I received my new Drivers License today which means that I’m officially a doctor certified, government recognized woman! It also means I’m done with phase 1 of changing my name and gender marker. But you wouldn’t believe how complex the steps to get there can be. Here’s what it takes in Washington.
First I had to research the process and figure out which dependencies were built in so that I could get the necessary documents at the correct government office in the right order. Then I had to go to my doctor to get the required letters and signatures.
Step one was going to the local County Courthouse and filing a Petition for Name Change which had to be submitted by 11 am if I wanted a same-day hearing and I had to pay $215 in cash to get the 4 certified copies I would need later on. Then I had to come back at 1:15 to have a judge have me attest on the record that I wasn’t changing my name to commit fraud or escape debt. Then I waited around in the lobby while my documents were processed.
Once I had the name change, I was able to submit my passport renewal in the same office but I nearly made the mistake of filling out the renewal form because that’s what the online steps indicate if you say you are changing your name. In order to find the correct steps you have to find the deeply hidden page on how to change your gender which tells you to submit the application for a NEW passport (Form DS11) in person and means you can’t use the online wizard completely (you have to tell it you don’t have a former passport and then correct it by hand after you print) or submit by mail. I also had to be prepared with a new passport photo which cost me $15, a letter from my physician certifying that I had medically transitioned, and pay $145 in the form of 2 checks to submit along with my previous passport which means I can’t fly abroad until the new one arrives.
Then I proceeded to the local Social Security office where I waited for an hour in a crowded lobby full of armed officers to submit my Application for a Social Security Card showing the correct gender which required me to show my court order along with another copy of the letter from my doctor certifying my medical transition. Luckily that process was free.
Then I proceeded to the Department of Licensing to update my Drivers License only to find out that to update an Enhanced ID (necessary for flying soon), I needed to wait for the new Social Security Card to arrive in the mail. So I came back a week later and waited in line a second time to submit yet another Change of Gender Designation Form with my physician’s signature along with another copy of the court order and a $10 fee.

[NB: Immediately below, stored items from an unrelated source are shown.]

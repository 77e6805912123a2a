// src/tasks.rs

//! The fixed task registry.
//!
//! Unlike a general-purpose runner, the pipeline's task graph is declared in
//! code: each task names the transform it performs ([`TaskKind`]), the tasks
//! it must wait for, and the reload signal its successful completion emits in
//! watch mode. The default sequence is simply "dispatch all DAG roots":
//! `html` waits on `svg`, `misc` waits on the four copy tasks, and everything
//! else runs in parallel.

use crate::config::AssetCategory;

/// The transform a task performs.
#[derive(Debug, Clone, Copy, PartialEq, Eq)]
pub enum TaskKind {
    /// Change-filtered copy of one asset category.
    Copy(AssetCategory),
    /// Change-filtered copy + lossless recompression of raster images.
    Images,
    /// Optimize SVG icons and aggregate them into the sprite document.
    SvgSprite,
    /// Resolve partials and inject the sprite into top-level pages.
    Html,
    /// Compile, prefix and minify the entry stylesheet.
    Styles,
    /// Bundle, minify and source-map the script entry.
    Scripts,
}

/// Browser-side effect of a task completing successfully in watch mode.
#[derive(Debug, Clone, Copy, PartialEq, Eq)]
pub enum ReloadAction {
    /// Hot-swap stylesheets without reloading the page.
    CssSwap,
    /// Full page reload.
    FullReload,
}

/// Static description of one task in the fixed graph.
#[derive(Debug, Clone, Copy)]
pub struct TaskSpec {
    pub name: &'static str,
    pub kind: TaskKind,
    /// Tasks that must reach a terminal-success state first.
    pub after: &'static [&'static str],
    /// Reload signal emitted after successful completion (watch mode only).
    pub reload: Option<ReloadAction>,
}

impl TaskSpec {
    /// Path-table categories this task reads. The validator fails fast when
    /// any of these is missing an entry.
    pub fn categories(&self) -> &'static [AssetCategory] {
        match self.kind {
            TaskKind::Copy(AssetCategory::Vendor) => &[AssetCategory::Vendor],
            TaskKind::Copy(AssetCategory::Fonts) => &[AssetCategory::Fonts],
            TaskKind::Copy(AssetCategory::Audio) => &[AssetCategory::Audio],
            TaskKind::Copy(AssetCategory::Video) => &[AssetCategory::Video],
            TaskKind::Copy(AssetCategory::Misc) => &[AssetCategory::Misc],
            // A copy task over any other category still reads just that one.
            TaskKind::Copy(AssetCategory::Html) => &[AssetCategory::Html],
            TaskKind::Copy(AssetCategory::Styles) => &[AssetCategory::Styles],
            TaskKind::Copy(AssetCategory::Scripts) => &[AssetCategory::Scripts],
            TaskKind::Copy(AssetCategory::Images) => &[AssetCategory::Images],
            TaskKind::Copy(AssetCategory::Svg) => &[AssetCategory::Svg],
            TaskKind::Images => &[AssetCategory::Images],
            TaskKind::SvgSprite => &[AssetCategory::Svg],
            TaskKind::Html => &[AssetCategory::Html, AssetCategory::Svg],
            TaskKind::Styles => &[AssetCategory::Styles],
            TaskKind::Scripts => &[AssetCategory::Scripts],
        }
    }
}

/// The complete task graph, in dispatch-friendly order.
pub const REGISTRY: &[TaskSpec] = &[
    TaskSpec {
        name: "vendor",
        kind: TaskKind::Copy(AssetCategory::Vendor),
        after: &[],
        reload: None,
    },
    TaskSpec {
        name: "fonts",
        kind: TaskKind::Copy(AssetCategory::Fonts),
        after: &[],
        reload: None,
    },
    TaskSpec {
        name: "audio",
        kind: TaskKind::Copy(AssetCategory::Audio),
        after: &[],
        reload: None,
    },
    TaskSpec {
        name: "video",
        kind: TaskKind::Copy(AssetCategory::Video),
        after: &[],
        reload: None,
    },
    TaskSpec {
        name: "misc",
        kind: TaskKind::Copy(AssetCategory::Misc),
        after: &["vendor", "fonts", "audio", "video"],
        reload: None,
    },
    TaskSpec {
        name: "images",
        kind: TaskKind::Images,
        after: &[],
        reload: None,
    },
    TaskSpec {
        name: "svg",
        kind: TaskKind::SvgSprite,
        after: &[],
        reload: None,
    },
    TaskSpec {
        name: "html",
        kind: TaskKind::Html,
        after: &["svg"],
        reload: Some(ReloadAction::FullReload),
    },
    TaskSpec {
        name: "styles",
        kind: TaskKind::Styles,
        after: &[],
        reload: Some(ReloadAction::CssSwap),
    },
    TaskSpec {
        name: "scripts",
        kind: TaskKind::Scripts,
        after: &[],
        reload: Some(ReloadAction::FullReload),
    },
];

/// Look up a task spec by name.
pub fn spec(name: &str) -> Option<&'static TaskSpec> {
    REGISTRY.iter().find(|t| t.name == name)
}

/// Names of all tasks with no prerequisites (the default dispatch set).
pub fn root_tasks() -> Vec<&'static str> {
    REGISTRY
        .iter()
        .filter(|t| t.after.is_empty())
        .map(|t| t.name)
        .collect()
}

Luckily for my Birth Certificate, I was able to mail in the Request to Change Sex Designation on a Birth Certificate for an Adult which had to be notarized but luckily doesn’t require a doctor to sign anything now in Washington. I did have to pay another $20 by check if I wanted to get a copy however.
All told, this is how much effort it took:
- Research Time: 3 hours
- Number of Offices: 4
- Wait Time in Lobbies: 2 hours
- Cost: $425
Now I get to move to phase 2 where I contact all the various places that have my old name such as banks, medical providers, online accounts, etc. to get them to update my name and gender as well. I’m exhausted just thinking about it!
If you would like to help support my transition costs, you can donate at https://www.gofundme.com/f/haven-gender-confirmation-treatments
One thought on “What it takes to change your government gender”
You’re doing everything better than I have. For expediency’s sake, I have done a lot of the name change, but not so much with the gender marker. I ran into a big problem because the woman at the social security office marked me as female when I was setting everything up for social security and medicare. I didn’t have the necessary documentation to be “officially” female at the time, but I guess I must have had one of those rare passing moments with the woman who was looking at me through the bulletproof security glass. I ended up losing my Medicare for a while, until I finally convinced the fourth person I talked to that it would have been impossible for me to declare a gender change without the proper documentation, and that it was that woman’s fault for checking me off.
In truth, I do not see the need for a gender marker on anything. If I can present myself any way I please, and my picture ID shows me that way, that’s all anybody needs in order to ID me. Other than for statistical purposes, the gender on a birth certificate doesn’t mean much, either. It’s pretty clear, by now, that it’s a 50/50 split, and trans would balance out between mtf and ftm.
When I went to court for my name change, the judge was so great. Instead of calling out my dead name, she just motioned for me to approach the bench, and asked me all of the legal questions privately. Then she made a little speech to everybody about how rare it was for her to rule on a case that was so positive and affirming, and that had no losers. She finished by introducing me to the full courtroom, much like is done at a wedding, using my new full name. I left the courtroom to a round of applause, and it was all I could do to hold back the tears.